VRrun requires a setting file to determine the basic parameters including speed scale factor, trial number, context information and file paths of a log file and a 3D map file (Fig. 2B). The 3D map file contains a 3D virtual space and should be readable by Irrlicht Engine, which is an open-source and real-time 3D engine written in C++ (irrlicht.sourceforge.net, openGL 4.6.0, irrlicht-1.8.4). The 3D map file can be independently created and edited by third-party software such as 3ds Max. In our experience, this independent editing of 3D maps is very handy because it allows for map editing without changing VRrun. The context information in the 3D map needs to be correctly defined in the settings file so that VRrun sends out context markers precisely.

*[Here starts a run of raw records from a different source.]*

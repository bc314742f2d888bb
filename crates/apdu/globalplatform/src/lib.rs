//! GlobalPlatform card management
//!
//! This crate implements the host side of the GlobalPlatform card
//! specification for smart card management:
//!
//! - The SCP01 and SCP02 secure channel protocols: mutual authentication,
//!   session key derivation, command MAC/encryption and response MAC
//!   verification
//! - The card management command layer: SELECT, INSTALL, LOAD, DELETE and
//!   GET STATUS, including CAP file streaming
//! - An in-memory registry of on-card applications, packages and modules
//!
//! The entry point is [`GlobalPlatform`], generic over any
//! [`CardTransport`](opengp_apdu_core::CardTransport):
//!
//! ```no_run
//! use opengp_apdu_core::MockTransport;
//! use opengp_globalplatform::{GlobalPlatform, KeySet, ScpVariant, SecurityLevel};
//!
//! # fn main() -> opengp_globalplatform::Result<()> {
//! let transport = MockTransport::new();
//! let mut gp = GlobalPlatform::new(transport);
//! gp.select_security_domain(None)?;
//! gp.open_secure_channel(&KeySet::default(), ScpVariant::Any, SecurityLevel::mac())?;
//! for entry in gp.registry()?.entries() {
//!     println!("{entry}");
//! }
//! # Ok(())
//! # }
//! ```

#![cfg_attr(not(test), warn(unused_crate_dependencies))]
#![forbid(unsafe_code)]
#![warn(missing_docs, rustdoc::missing_crate_level_docs)]

pub mod aid;
pub mod application;
pub mod commands;
pub mod constants;
pub mod crypto;
pub mod error;
pub mod keys;
pub mod load;
pub mod registry;
pub mod scp;
pub mod session;
pub mod tlv;
pub mod wrapper;

pub use aid::Aid;
pub use application::GlobalPlatform;
pub use error::{Error, Result};
pub use keys::{Diversification, Key, KeySet, KeyType};
pub use load::{CapFile, CapFileInfo, LoadCommandStream, ZipCapFile};
pub use registry::{AidRegistry, AppKind, RegistryEntry};
pub use scp::{ScpFamily, ScpFlags, ScpVariant, SecurityLevel};
pub use session::open_secure_channel;
pub use wrapper::SecureChannelWrapper;
#[cfg(test)]
mod tests {
    use super::*;
    use hex_literal::hex;
    use opengp_apdu_core::MockTransport;

    fn fci_response() -> Vec<u8> {
        hex!("6F 10 84 0A A0 00 00 01 51 00 00 00 00 00 A5 02 9F 65 01 FF 90 00").to_vec()
    }

    #[test]
    fn test_select_security_domain_by_default() {
        let mut transport = MockTransport::new();
        transport.push_response(fci_response());
        let mut gp = GlobalPlatform::new(transport);

        let aid = gp.select_security_domain(None).unwrap();
        assert_eq!(aid.as_bytes(), &hex!("A0 00 00 01 51 00 00 00 00 00"));
        assert_eq!(gp.security_domain(), Some(&aid));
    }

    #[test]
    fn test_select_falls_back_to_catalog_when_unfused() {
        let mut transport = MockTransport::new();
        transport.push_response(hex!("6A 82").to_vec());
        transport.push_response(fci_response());
        let mut gp = GlobalPlatform::new(transport);

        let aid = gp.select_security_domain(None).unwrap();
        assert_eq!(aid.as_bytes(), &hex!("A0 00 00 01 51 00 00 00 00 00"));

        // the second SELECT carried the first catalog AID
        let sent = &gp.transport().transmitted()[1];
        assert_eq!(
            sent.as_ref(),
            &hex!("00 A4 04 00 08 A0 00 00 01 51 00 00 00 00")
        );
    }

    #[test]
    fn test_select_strict_mode_rejects_unfused() {
        let mut transport = MockTransport::new();
        transport.push_response(hex!("6A 82").to_vec());
        let mut gp = GlobalPlatform::new(transport).with_strict(true);
        assert!(matches!(
            gp.select_security_domain(None),
            Err(Error::CardStatus(sw)) if sw.to_u16() == 0x6A82
        ));
    }

    #[test]
    fn test_select_exhausted_catalog() {
        let mut transport = MockTransport::new();
        transport.push_response(hex!("6A 82").to_vec());
        let mut gp = GlobalPlatform::new(transport);
        assert!(matches!(
            gp.select_security_domain(None),
            Err(Error::NoSecurityDomain)
        ));
    }

    #[test]
    fn test_locked_card_still_selects() {
        let mut transport = MockTransport::new();
        let mut locked = fci_response();
        let n = locked.len();
        locked[n - 2..].copy_from_slice(&[0x62, 0x83]);
        transport.push_response(locked);
        let mut gp = GlobalPlatform::new(transport);
        assert!(gp.select_security_domain(None).is_ok());
    }

    #[test]
    fn test_get_status_pagination_concatenates() {
        let mut transport = MockTransport::new();
        // ISD subset in four chunks, 0x6310 between them
        transport.push_response(hex!("08 A0 00 00 01 51 00 63 10").to_vec());
        transport.push_response(hex!("00 00 63 10").to_vec());
        transport.push_response(hex!("0F 63 10").to_vec());
        transport.push_response(hex!("9E 90 00").to_vec());
        // remaining subsets are empty
        transport.push_response(hex!("6A 88").to_vec());

        let mut gp = GlobalPlatform::new(transport);
        let registry = gp.registry().unwrap();

        assert_eq!(registry.len(), 1);
        let entry = &registry.entries()[0];
        assert_eq!(entry.aid.as_bytes(), &hex!("A0 00 00 01 51 00 00 00"));
        assert_eq!(entry.life_cycle, 0x0F);
        assert_eq!(entry.privileges, 0x9E);

        // pagination re-issued with P2=01
        let sent = gp.transport().transmitted();
        assert_eq!(sent[1][3], 0x01);
        assert_eq!(sent[2][3], 0x01);
        assert_eq!(sent[3][3], 0x01);
    }

    #[test]
    fn test_registry_skips_plain_load_files_when_modules_answered() {
        let mut transport = MockTransport::new();
        transport.push_response(hex!("6A 88").to_vec()); // ISD empty
        transport.push_response(hex!("6A 88").to_vec()); // apps empty
        // load files with modules: one entry, no modules
        transport.push_response(hex!("09 A0 00 00 00 62 03 01 0C 01 01 00 00 90 00").to_vec());
        let mut gp = GlobalPlatform::new(transport);

        let registry = gp.registry().unwrap();
        assert_eq!(registry.len(), 1);
        // only three GET STATUS commands went out
        assert_eq!(gp.transport().transmitted().len(), 3);
    }

    #[test]
    fn test_registry_falls_back_to_plain_load_files() {
        let mut transport = MockTransport::new();
        transport.push_response(hex!("6A 88").to_vec()); // ISD empty
        transport.push_response(hex!("6A 88").to_vec()); // apps empty
        transport.push_response(hex!("6A 81").to_vec()); // combined query unsupported
        transport.push_response(hex!("09 A0 00 00 00 62 03 01 0C 01 01 00 90 00").to_vec());
        let mut gp = GlobalPlatform::new(transport);

        let registry = gp.registry().unwrap();
        assert_eq!(registry.len(), 1);
        assert_eq!(
            registry.entries()[0].kind,
            crate::registry::AppKind::ExecutableLoadFiles
        );
    }

    #[test]
    fn test_delete_frames_and_checks_status() {
        let mut transport = MockTransport::new();
        transport.push_response(hex!("90 00").to_vec());
        let mut gp = GlobalPlatform::new(transport);

        let aid = Aid::try_from(&hex!("A0 00 00 00 62 03 01 08 01")[..]).unwrap();
        gp.delete_object(&aid, true).unwrap();
        assert_eq!(
            gp.transport().transmitted()[0].as_ref(),
            &hex!("80 E4 00 80 0B 4F 09 A0 00 00 00 62 03 01 08 01")
        );
    }

    #[test]
    fn test_delete_propagates_card_error() {
        let mut transport = MockTransport::new();
        transport.push_response(hex!("6A 88").to_vec());
        let mut gp = GlobalPlatform::new(transport);
        let aid = Aid::try_from(&hex!("A0 00 00 00 62 03 01 08 01")[..]).unwrap();
        assert!(matches!(
            gp.delete_object(&aid, false),
            Err(Error::CardStatus(sw)) if sw.to_u16() == 0x6A88
        ));
    }

    #[test]
    fn test_install_for_load_requires_selected_sd() {
        let mut transport = MockTransport::new();
        transport.push_response(hex!("90 00").to_vec());
        let mut gp = GlobalPlatform::new(transport);
        let pkg = Aid::try_from(&hex!("A0 00 00 00 62 03 01 08 01")[..]).unwrap();
        assert!(matches!(
            gp.install_for_load(&pkg, &[], &[]),
            Err(Error::InvalidArgument(_))
        ));
    }

    #[test]
    fn test_install_for_load_payload() {
        let mut transport = MockTransport::new();
        transport.push_response(fci_response());
        transport.push_response(hex!("90 00").to_vec());
        let mut gp = GlobalPlatform::new(transport);
        gp.select_security_domain(None).unwrap();

        let pkg = Aid::try_from(&hex!("A0 00 00 00 62 03 01 08 01")[..]).unwrap();
        gp.install_for_load(&pkg, &[], &[]).unwrap();

        let sent = &gp.transport().transmitted()[1];
        // INSTALL [for load] toward the selected SD
        assert_eq!(&sent[..5], &hex!("80 E6 02 00 18"));
        assert_eq!(
            &sent[5..15],
            &hex!("09 A0 00 00 00 62 03 01 08 01")
        );
    }

    #[test]
    fn test_load_stream_issues_numbered_blocks() {
        let mut transport = MockTransport::new();
        transport.push_response(hex!("90 00").to_vec());
        let mut gp = GlobalPlatform::new(transport);

        let image = vec![0x42; 60];
        let mut stream = LoadCommandStream::from_image(&image, 32);
        let mut progress = Vec::new();
        let mut callback = |done: usize, total: usize| {
            progress.push((done, total));
            Ok(())
        };
        gp.load_stream(&mut stream, Some(&mut callback)).unwrap();

        let sent = gp.transport().transmitted();
        assert_eq!(sent.len(), 2);
        // first block: more blocks follow, number 0
        assert_eq!(&sent[0][..4], &hex!("80 E8 00 00"));
        // last block: final marker, number 1
        assert_eq!(&sent[1][..4], &hex!("80 E8 80 01"));
        assert_eq!(progress, vec![(1, 2), (2, 2)]);
    }
}
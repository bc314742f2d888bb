//! Application Identifiers
//!
//! An AID names an on-card package, applet instance, or security domain.

use std::fmt;

use bytes::Bytes;

use crate::{Error, Result};

/// Minimum AID length in bytes
pub const AID_MIN_LEN: usize = 5;
/// Maximum AID length in bytes
pub const AID_MAX_LEN: usize = 16;

/// An ISO/IEC 7816-5 Application Identifier, 5 to 16 bytes
#[derive(Clone, PartialEq, Eq, Hash)]
pub struct Aid(Bytes);

impl Aid {
    /// Create an AID from raw bytes, validating its length
    pub fn new<T: Into<Bytes>>(bytes: T) -> Result<Self> {
        let bytes = bytes.into();
        if !(AID_MIN_LEN..=AID_MAX_LEN).contains(&bytes.len()) {
            return Err(Error::InvalidArgument("AID must be 5 to 16 bytes"));
        }
        Ok(Self(bytes))
    }

    /// The AID bytes
    pub fn as_bytes(&self) -> &[u8] {
        &self.0
    }

    /// AID length in bytes
    pub fn len(&self) -> usize {
        self.0.len()
    }

    /// Always false; AIDs cannot be empty
    pub fn is_empty(&self) -> bool {
        self.0.is_empty()
    }
}

impl TryFrom<&[u8]> for Aid {
    type Error = Error;

    fn try_from(bytes: &[u8]) -> Result<Self> {
        Self::new(Bytes::copy_from_slice(bytes))
    }
}

impl AsRef<[u8]> for Aid {
    fn as_ref(&self) -> &[u8] {
        &self.0
    }
}

impl fmt::Debug for Aid {
    fn fmt(&self, f: &mut fmt::Formatter<'_>) -> fmt::Result {
        write!(f, "Aid({})", hex::encode_upper(&self.0))
    }
}

impl fmt::Display for Aid {
    fn fmt(&self, f: &mut fmt::Formatter<'_>) -> fmt::Result {
        write!(f, "{}", hex::encode_upper(&self.0))
    }
}

#[cfg(test)]
mod tests {
    use super::*;
    use hex_literal::hex;

    #[test]
    fn test_length_bounds() {
        assert!(Aid::try_from(&hex!("A0 00 00 00 62")[..]).is_ok());
        assert!(Aid::try_from(&hex!("A0 00 00 00")[..]).is_err());
        assert!(Aid::try_from([0u8; 17].as_slice()).is_err());
    }

    #[test]
    fn test_value_equality() {
        let a = Aid::try_from(&hex!("A0 00 00 00 62 03 01 08 01")[..]).unwrap();
        let b = Aid::new(Bytes::copy_from_slice(&hex!("A0 00 00 00 62 03 01 08 01"))).unwrap();
        assert_eq!(a, b);
        assert_eq!(a.to_string(), "A00000006203010801");
    }
}
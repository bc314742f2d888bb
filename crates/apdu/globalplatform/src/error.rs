//! Error types for GlobalPlatform operations
//!
//! Centralizes every error the secure channel and the command layer can
//! raise. No retry happens at this layer; each failure propagates to the
//! caller.

use opengp_apdu_core::StatusWord;
use thiserror::Error;

/// Result type for GlobalPlatform operations
pub type Result<T> = std::result::Result<T, Error>;

/// Error type for GlobalPlatform operations
#[derive(Debug, Error)]
pub enum Error {
    /// Core APDU or transport error
    #[error(transparent)]
    Core(#[from] opengp_apdu_core::Error),

    /// Card returned a non-success status word
    #[error("card returned status {0}")]
    CardStatus(StatusWord),

    /// Card or key set is locked (INITIALIZE UPDATE refused)
    #[error("security domain is locked")]
    Locked,

    /// Length or structure violation in a card response
    #[error("malformed response: {0}")]
    MalformedResponse(&'static str),

    /// Card cryptogram mismatch or EXTERNAL AUTHENTICATE rejected
    #[error("mutual authentication failed")]
    AuthenticationFailed,

    /// Negotiated SCP version does not match the requested variant
    #[error("SCP version mismatch: requested {requested:#04x}, card reported {reported:#04x}")]
    VersionMismatch {
        /// SCP family requested by the caller
        requested: u8,
        /// SCP family reported by the card
        reported: u8,
    },

    /// Key set version does not match what the card reports
    #[error("key version mismatch: expected {expected}, card reported {reported}")]
    KeyMismatch {
        /// Version of the provided static key set
        expected: u8,
        /// Version reported in the INITIALIZE UPDATE response
        reported: u8,
    },

    /// Response MAC verification failed
    #[error("response MAC invalid")]
    RMacInvalid,

    /// APDU exceeds the wrap budget for the active security level
    #[error("command data too long: {len} bytes, {max} allowed")]
    TooLong {
        /// Actual data length
        len: usize,
        /// Maximum allowed under the active security level
        max: usize,
    },

    /// Caller misuse
    #[error("invalid argument: {0}")]
    InvalidArgument(&'static str),

    /// No Security Domain could be selected
    #[error("no security domain found")]
    NoSecurityDomain,

    /// Requested mechanism exists but is not supported by this crate
    #[error("unsupported: {0}")]
    Unsupported(&'static str),

    /// CAP file structure violation
    #[error("CAP file error: {0}")]
    CapFile(&'static str),

    /// CAP archive error
    #[error(transparent)]
    Zip(#[from] zip::result::ZipError),

    /// I/O error while reading a CAP file
    #[error(transparent)]
    Io(#[from] std::io::Error),
}

impl Error {
    /// Wrap a non-success status word
    pub fn card_status<S: Into<StatusWord>>(sw: S) -> Self {
        Self::CardStatus(sw.into())
    }
}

The frame rate for VR display is determined by the main process in the VRrun and is equivalent to the behavioral sampling rate in the VR platform. In a standard laptop computer (CPU 2.8 GHz, RAM 16 GB), this sampling rate is on average at 300 Hz (260 Hz–330 Hz). This can be higher in a computer with better hardware configurations. The standard behavioral recording has a sampling rate of at least 30 Hz, which is acceptable for the behavioral research of free exploration and relatively slow spatial navigation. Behavioral recording at higher sampling rate (~120 Hz is sufficient) is needed for fast running and fine behaviors such as food pellet fetching and licking [16, 17]. In summary, the sampling rate in our VR platform is far more than enough for most behavioral research. Taken together, the modular design and parallel processing in the VR software allows for efficient data handling and compatibility with various 3D maps and external devices.

Trial Structure and Data for Contextual Behaviors

Each trial was composed of a starting point (P05) and a returning point (P09) as well as a context in between (Fig. 2C). The animal’s VR position is teleported back to the starting point once it reaches the returning point so that the next trial starts from the same starting point (Fig. 2C). By doing so, many virtual contexts are connected in an endless chain by the corridor. From the animal’s point of view, it is like running through an unlimited number of contexts one after another (Video S1). The context needs two parameters to define the entry and exit positions (P07 and P08 for the default context, Fig. 2B, C).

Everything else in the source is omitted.